Return only the lines running from the first line of the listing through the one with "pub struct PerformanceThresholds", unchanged.

+ + + + +

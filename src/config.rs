//! # Feature: Configuration System
//!
//! YAML-based monitoring configuration with environment variable interpolation,
//! falling back to plain environment variables when no file is present.
//!
//! - **Version**: 1.0.0
//! - **Since**: 0.1.0
//! - **Toggleable**: false

use crate::error::MonitorError;
use anyhow::{Context, Result};
use log::info;
use regex::Regex;
use serde::{Deserialize, Serialize};
use std::env;
use std::fs;
use std::path::Path;
use std::time::Duration;

// ============================================================================
// Threshold Sections
// ============================================================================

/// Slowness thresholds in seconds, one per timing kind
#[derive(Debug, Clone, PartialEq, Serialize, Deserialize)]
pub struct PerformanceThresholds {
    #[serde(default = "default_command_slow")]
    pub command_slow: f64,
    #[serde(default = "default_voice_connect_slow")]
    pub voice_connect_slow: f64,
    #[serde(default = "default_response_slow")]
    pub response_slow: f64,
}

impl Default for PerformanceThresholds {
    fn default() -> Self {
        PerformanceThresholds {
            command_slow: default_command_slow(),
            voice_connect_slow: default_voice_connect_slow(),
            response_slow: default_response_slow(),
        }
    }
}

impl PerformanceThresholds {
    pub fn validate(&self) -> Result<(), MonitorError> {
        positive("thresholds.command_slow", self.command_slow)?;
        positive("thresholds.voice_connect_slow", self.voice_connect_slow)?;
        positive("thresholds.response_slow", self.response_slow)?;
        Ok(())
    }
}

/// Status bands for the health checks. Percentages are 0-100.
#[derive(Debug, Clone, PartialEq, Serialize, Deserialize)]
pub struct HealthThresholds {
    #[serde(default = "default_resource_warning")]
    pub memory_warning: f64,
    #[serde(default = "default_resource_critical")]
    pub memory_critical: f64,
    #[serde(default = "default_resource_warning")]
    pub cpu_warning: f64,
    #[serde(default = "default_resource_critical")]
    pub cpu_critical: f64,
    #[serde(default = "default_database_slow_secs")]
    pub database_slow_secs: f64,
    #[serde(default = "default_error_rate_warning")]
    pub error_rate_warning: f64,
    #[serde(default = "default_error_rate_critical")]
    pub error_rate_critical: f64,
}

impl Default for HealthThresholds {
    fn default() -> Self {
        HealthThresholds {
            memory_warning: default_resource_warning(),
            memory_critical: default_resource_critical(),
            cpu_warning: default_resource_warning(),
            cpu_critical: default_resource_critical(),
            database_slow_secs: default_database_slow_secs(),
            error_rate_warning: default_error_rate_warning(),
            error_rate_critical: default_error_rate_critical(),
        }
    }
}

impl HealthThresholds {
    pub fn validate(&self) -> Result<(), MonitorError> {
        band("health.memory", self.memory_warning, self.memory_critical)?;
        band("health.cpu", self.cpu_warning, self.cpu_critical)?;
        band("health.error_rate", self.error_rate_warning, self.error_rate_critical)?;
        positive("health.database_slow_secs", self.database_slow_secs)?;
        Ok(())
    }
}

fn positive(name: &str, value: f64) -> Result<(), MonitorError> {
    if !value.is_finite() || value <= 0.0 {
        return Err(MonitorError::config(format!("{name} must be a positive number, got {value}")));
    }
    Ok(())
}

fn band(name: &str, warning: f64, critical: f64) -> Result<(), MonitorError> {
    positive(&format!("{name}_warning"), warning)?;
    positive(&format!("{name}_critical"), critical)?;
    if warning >= critical {
        return Err(MonitorError::config(format!(
            "{name}_warning ({warning}) must be below {name}_critical ({critical})"
        )));
    }
    Ok(())
}

// ============================================================================
// Monitoring Configuration
// ============================================================================

#[derive(Debug, Clone, PartialEq, Serialize, Deserialize)]
pub struct MonitoringConfig {
    /// SQLite database used by `MonitoringSystem::open`
    #[serde(default = "default_database_path")]
    pub database_path: String,

    /// Logging level
    #[serde(default = "default_log_level")]
    pub log_level: String,

    /// Samples kept per metric name
    #[serde(default = "default_metrics_capacity")]
    pub metrics_capacity: usize,

    /// Health samples kept in history
    #[serde(default = "default_history_capacity")]
    pub history_capacity: usize,

    /// Upper bound for any single store round trip or resource sample
    #[serde(default = "default_operation_timeout_secs")]
    pub operation_timeout_secs: f64,

    #[serde(default)]
    pub thresholds: PerformanceThresholds,

    #[serde(default)]
    pub health: HealthThresholds,
}

impl Default for MonitoringConfig {
    fn default() -> Self {
        MonitoringConfig {
            database_path: default_database_path(),
            log_level: default_log_level(),
            metrics_capacity: default_metrics_capacity(),
            history_capacity: default_history_capacity(),
            operation_timeout_secs: default_operation_timeout_secs(),
            thresholds: PerformanceThresholds::default(),
            health: HealthThresholds::default(),
        }
    }
}

// Default value functions for serde
fn default_database_path() -> String {
    "monitoring.db".to_string()
}

fn default_log_level() -> String {
    "info".to_string()
}

fn default_metrics_capacity() -> usize {
    1000
}

fn default_history_capacity() -> usize {
    100
}

fn default_operation_timeout_secs() -> f64 {
    5.0
}

fn default_command_slow() -> f64 {
    2.0
}

fn default_voice_connect_slow() -> f64 {
    5.0
}

fn default_response_slow() -> f64 {
    1.0
}

fn default_resource_warning() -> f64 {
    70.0
}

fn default_resource_critical() -> f64 {
    85.0
}

fn default_database_slow_secs() -> f64 {
    1.0
}

fn default_error_rate_warning() -> f64 {
    5.0
}

fn default_error_rate_critical() -> f64 {
    15.0
}

impl MonitoringConfig {
    /// Load configuration from a YAML file with environment variable interpolation
    ///
    /// Supports `${VAR_NAME}` syntax for environment variable substitution.
    /// Example: `database_path: "${BOT_DATA_DIR}/monitoring.db"`
    pub fn from_file<P: AsRef<Path>>(path: P) -> Result<Self> {
        let path = path.as_ref();
        let content = fs::read_to_string(path)
            .with_context(|| format!("Failed to read config file: {}", path.display()))?;

        let config = Self::from_yaml(&content)
            .with_context(|| format!("Failed to load config file: {}", path.display()))?;

        info!("Loaded monitoring config from {}", path.display());
        Ok(config)
    }

    /// Parse and validate YAML content after interpolating environment variables
    pub fn from_yaml(content: &str) -> Result<Self> {
        let interpolated = interpolate_env_vars(content)?;
        let config: MonitoringConfig = serde_yaml::from_str(&interpolated).context("Failed to parse YAML")?;
        config.validate()?;
        Ok(config)
    }

    /// Build configuration from `MONITORING_*` environment variables
    pub fn from_env() -> Result<Self> {
        let defaults = MonitoringConfig::default();
        let config = MonitoringConfig {
            database_path: env::var("MONITORING_DATABASE_PATH").unwrap_or(defaults.database_path),
            log_level: env::var("MONITORING_LOG_LEVEL").unwrap_or(defaults.log_level),
            metrics_capacity: parse_env("MONITORING_METRICS_CAPACITY", defaults.metrics_capacity)?,
            history_capacity: parse_env("MONITORING_HISTORY_CAPACITY", defaults.history_capacity)?,
            operation_timeout_secs: parse_env("MONITORING_TIMEOUT_SECS", defaults.operation_timeout_secs)?,
            thresholds: defaults.thresholds,
            health: defaults.health,
        };
        config.validate()?;
        Ok(config)
    }

    /// Auto-detect and load configuration
    ///
    /// Priority order:
    /// 1. If MONITORING_CONFIG env var is set, load from that file
    /// 2. If monitoring.yaml exists in current directory, load from it
    /// 3. Fall back to environment variables
    pub fn auto_load() -> Result<Self> {
        if let Ok(config_path) = env::var("MONITORING_CONFIG") {
            info!("Loading config from MONITORING_CONFIG: {}", config_path);
            return Self::from_file(&config_path);
        }

        let default_config_path = "monitoring.yaml";
        if Path::new(default_config_path).exists() {
            info!("Loading config from {}", default_config_path);
            return Self::from_file(default_config_path);
        }

        info!("No config file found, using environment variables");
        Self::from_env()
    }

    /// Validate the configuration
    pub fn validate(&self) -> Result<(), MonitorError> {
        if self.database_path.is_empty() {
            return Err(MonitorError::config("database_path is required"));
        }
        if self.metrics_capacity == 0 {
            return Err(MonitorError::config("metrics_capacity must be greater than zero"));
        }
        if self.history_capacity == 0 {
            return Err(MonitorError::config("history_capacity must be greater than zero"));
        }
        positive("operation_timeout_secs", self.operation_timeout_secs)?;
        self.thresholds.validate()?;
        self.health.validate()?;
        Ok(())
    }

    pub fn operation_timeout(&self) -> Duration {
        Duration::from_secs_f64(self.operation_timeout_secs)
    }
}

fn parse_env<T>(name: &str, default: T) -> Result<T>
where
    T: std::str::FromStr,
    T::Err: std::fmt::Display,
{
    match env::var(name) {
        Ok(raw) => raw
            .trim()
            .parse()
            .map_err(|e| anyhow::anyhow!("{name} has invalid value '{raw}': {e}")),
        Err(_) => Ok(default),
    }
}

// ============================================================================
// Environment Variable Interpolation
// ============================================================================

/// Interpolate environment variables in a string
///
/// Supports `${VAR_NAME}` syntax. If a variable is not set, returns an error.
/// Use `${VAR_NAME:-default}` for default values.
fn interpolate_env_vars(content: &str) -> Result<String> {
    // Pattern: ${VAR_NAME} or ${VAR_NAME:-default}
    let re = Regex::new(r"\$\{([A-Za-z_][A-Za-z0-9_]*)(?::-([^}]*))?\}")?;

    let mut result = content.to_string();
    let mut errors = Vec::new();

    for cap in re.captures_iter(content) {
        let full_match = &cap[0];
        let var_name = &cap[1];
        let default_value = cap.get(2).map(|m| m.as_str());

        let value = match env::var(var_name) {
            Ok(v) => v,
            Err(_) => {
                if let Some(default) = default_value {
                    default.to_string()
                } else {
                    errors.push(format!("Environment variable '{}' is not set", var_name));
                    continue;
                }
            }
        };

        result = result.replace(full_match, &value);
    }

    if !errors.is_empty() {
        anyhow::bail!("Missing environment variables:\n  - {}", errors.join("\n  - "));
    }

    Ok(result)
}

// ============================================================================
// Tests
// ============================================================================

#[cfg(test)]
mod tests {
    use super::*;

    #[test]
    fn test_defaults_are_valid() {
        let config = MonitoringConfig::default();
        assert!(config.validate().is_ok());
        assert_eq!(config.metrics_capacity, 1000);
        assert_eq!(config.history_capacity, 100);
        assert_eq!(config.thresholds.command_slow, 2.0);
        assert_eq!(config.thresholds.voice_connect_slow, 5.0);
        assert_eq!(config.thresholds.response_slow, 1.0);
        assert_eq!(config.operation_timeout(), Duration::from_secs(5));
    }

    #[test]
    fn test_interpolate_env_vars_simple() {
        env::set_var("MONITORING_TEST_VAR_1", "value1");
        let input = "key: ${MONITORING_TEST_VAR_1}";
        let result = interpolate_env_vars(input).unwrap();
        assert_eq!(result, "key: value1");
        env::remove_var("MONITORING_TEST_VAR_1");
    }

    #[test]
    fn test_interpolate_env_vars_with_default() {
        env::remove_var("MONITORING_NONEXISTENT_VAR");
        let input = "key: ${MONITORING_NONEXISTENT_VAR:-default_value}";
        let result = interpolate_env_vars(input).unwrap();
        assert_eq!(result, "key: default_value");
    }

    #[test]
    fn test_interpolate_env_vars_missing_no_default() {
        env::remove_var("MONITORING_MISSING_VAR_FOR_TEST");
        let input = "key: ${MONITORING_MISSING_VAR_FOR_TEST}";
        assert!(interpolate_env_vars(input).is_err());
    }

    #[test]
    fn test_config_from_yaml() {
        env::set_var("MONITORING_TEST_DATA_DIR", "/var/lib/bot");

        let yaml = r#"
database_path: "${MONITORING_TEST_DATA_DIR}/monitoring.db"
log_level: "debug"
metrics_capacity: 250
thresholds:
  command_slow: 3.0
health:
  memory_warning: 60
  memory_critical: 80
"#;

        let config = MonitoringConfig::from_yaml(yaml).unwrap();
        assert_eq!(config.database_path, "/var/lib/bot/monitoring.db");
        assert_eq!(config.log_level, "debug");
        assert_eq!(config.metrics_capacity, 250);
        assert_eq!(config.history_capacity, 100);
        assert_eq!(config.thresholds.command_slow, 3.0);
        assert_eq!(config.thresholds.voice_connect_slow, 5.0);
        assert_eq!(config.health.memory_warning, 60.0);
        assert_eq!(config.health.cpu_critical, 85.0);

        env::remove_var("MONITORING_TEST_DATA_DIR");
    }

    #[test]
    fn test_validation_rejects_zero_capacity() {
        let config = MonitoringConfig {
            metrics_capacity: 0,
            ..Default::default()
        };
        let err = config.validate().unwrap_err();
        assert!(matches!(err, MonitorError::Config(_)));
        assert!(err.to_string().contains("metrics_capacity"));
    }

    #[test]
    fn test_validation_rejects_inverted_band() {
        let mut config = MonitoringConfig::default();
        config.health.error_rate_warning = 20.0;
        config.health.error_rate_critical = 15.0;
        let err = config.validate().unwrap_err();
        assert!(err.to_string().contains("health.error_rate_warning"));
    }

    #[test]
    fn test_validation_rejects_non_finite_threshold() {
        let mut config = MonitoringConfig::default();
        config.thresholds.response_slow = f64::NAN;
        assert!(config.validate().is_err());

        config.thresholds.response_slow = 1.0;
        config.operation_timeout_secs = 0.0;
        assert!(config.validate().is_err());
    }

    #[test]
    fn test_yaml_with_invalid_values_fails() {
        let yaml = "history_capacity: 0\n";
        assert!(MonitoringConfig::from_yaml(yaml).is_err());
    }
}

+ + + + +

* Answer to this task
filename src/config.rs
//! # Feature: Configuration System
//!
//! YAML-based monitoring configuration with environment variable interpolation,
//! falling back to plain environment variables when no file is present.
//!
//! - **Version**: 1.0.0
//! - **Since**: 0.1.0
//! - **Toggleable**: false

use crate::error::MonitorError;
use anyhow::{Context, Result};
use log::info;
use regex::Regex;
use serde::{Deserialize, Serialize};
use std::env;
use std::fs;
use std::path::Path;
use std::time::Duration;

// ============================================================================
// Threshold Sections
// ============================================================================

/// Slowness thresholds in seconds, one per timing kind
#[derive(Debug, Clone, PartialEq, Serialize, Deserialize)]
pub struct PerformanceThresholds {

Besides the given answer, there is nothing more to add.